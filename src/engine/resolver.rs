// src/engine/resolver.rs — Map "provider/model" identifiers to engine instances

use std::sync::Arc;

use super::google::GoogleEngine;
use super::openai::OpenAIEngine;
use super::retry::RetryEngine;
use super::{Engine, EngineRef};
use crate::infra::config::Credentials;
use crate::infra::errors::CitemeterError;

/// Resolve one `"provider/model"` identifier to a concrete engine.
///
/// The provider half selects the adapter from a fixed registry; the model
/// half passes through verbatim — unknown models surface as provider errors
/// at call time, not here. Resolving the same identifier twice yields
/// functionally equivalent engines.
pub fn resolve(name: &str, creds: &Credentials) -> Result<Arc<dyn Engine>, CitemeterError> {
    let engine_ref = EngineRef::parse(name)?;
    resolve_ref(&engine_ref, creds)
}

pub fn resolve_ref(
    engine_ref: &EngineRef,
    creds: &Credentials,
) -> Result<Arc<dyn Engine>, CitemeterError> {
    match engine_ref.provider.as_str() {
        "openai" => {
            let key = require_key(creds.openai_api_key.as_deref(), "OPENAI_API_KEY")?;
            Ok(Arc::new(OpenAIEngine::new(&engine_ref.model, key)))
        }
        "google" => {
            let key = require_key(creds.google_api_key.as_deref(), "GOOGLE_API_KEY")?;
            // Gemini free-tier quotas are bursty; wrap in retry with backoff.
            let inner: Arc<dyn Engine> = Arc::new(GoogleEngine::new(&engine_ref.model, key));
            Ok(Arc::new(RetryEngine::new(inner)))
        }
        other => Err(CitemeterError::UnsupportedProvider {
            provider: other.to_string(),
        }),
    }
}

/// Resolve every identifier up front so a bad task fails before any
/// network activity.
pub fn resolve_all(
    names: &[String],
    creds: &Credentials,
) -> Result<Vec<Arc<dyn Engine>>, CitemeterError> {
    names.iter().map(|name| resolve(name, creds)).collect()
}

fn require_key(key: Option<&str>, env_var: &str) -> Result<String, CitemeterError> {
    key.map(str::to_string)
        .ok_or_else(|| CitemeterError::Config(format!("{env_var} is not set")))
}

INSTRUCTIONS TO FOLLOW:
Copy out the entire listing above exactly.

EXERCISE RESPONSE:
filename src/engine/resolver.rs
// src/engine/resolver.rs — Map "provider/model" identifiers to engine instances

use std::sync::Arc;

use super::google::GoogleEngine;
use super::openai::OpenAIEngine;
use super::retry::RetryEngine;
use super::{Engine, EngineRef};
use crate::infra::config::Credentials;
use crate::infra::errors::CitemeterError;

/// Resolve one `"provider/model"` identifier to a concrete engine.
///
/// The provider half selects the adapter from a fixed registry; the model
/// half passes through verbatim — unknown models surface as provider errors
/// at call time, not here. Resolving the same identifier twice yields
/// functionally equivalent engines.
pub fn resolve(name: &str, creds: &Credentials) -> Result<Arc<dyn Engine>, CitemeterError> {
    let engine_ref = EngineRef::parse(name)?;
    resolve_ref(&engine_ref, creds)
}

pub fn resolve_ref(
    engine_ref: &EngineRef,
    creds: &Credentials,
) -> Result<Arc<dyn Engine>, CitemeterError> {
    match engine_ref.provider.as_str() {
        "openai" => {
            let key = require_key(creds.openai_api_key.as_deref(), "OPENAI_API_KEY")?;
            Ok(Arc::new(OpenAIEngine::new(&engine_ref.model, key)))
        }
        "google" => {
            let key = require_key(creds.google_api_key.as_deref(), "GOOGLE_API_KEY")?;
            // Gemini free-tier quotas are bursty; wrap in retry with backoff.
            let inner: Arc<dyn Engine> = Arc::new(GoogleEngine::new(&engine_ref.model, key));
            Ok(Arc::new(RetryEngine::new(inner)))
        }
        other => Err(CitemeterError::UnsupportedProvider {
            provider: other.to_string(),
        }),
    }
}

/// Resolve every identifier up front so a bad task fails before any
/// network activity.
pub fn resolve_all(
    names: &[String],
    creds: &Credentials,
) -> Result<Vec<Arc<dyn Engine>>, CitemeterError> {
    names.iter().map(|name| resolve(name, creds)).collect()
}

fn require_key(key: Option<&str>, env_var: &str) -> Result<String, CitemeterError> {
    key.map(str::to_string)
        .ok_or_else(|| CitemeterError::Config(format!("{env_var} is not set")))
}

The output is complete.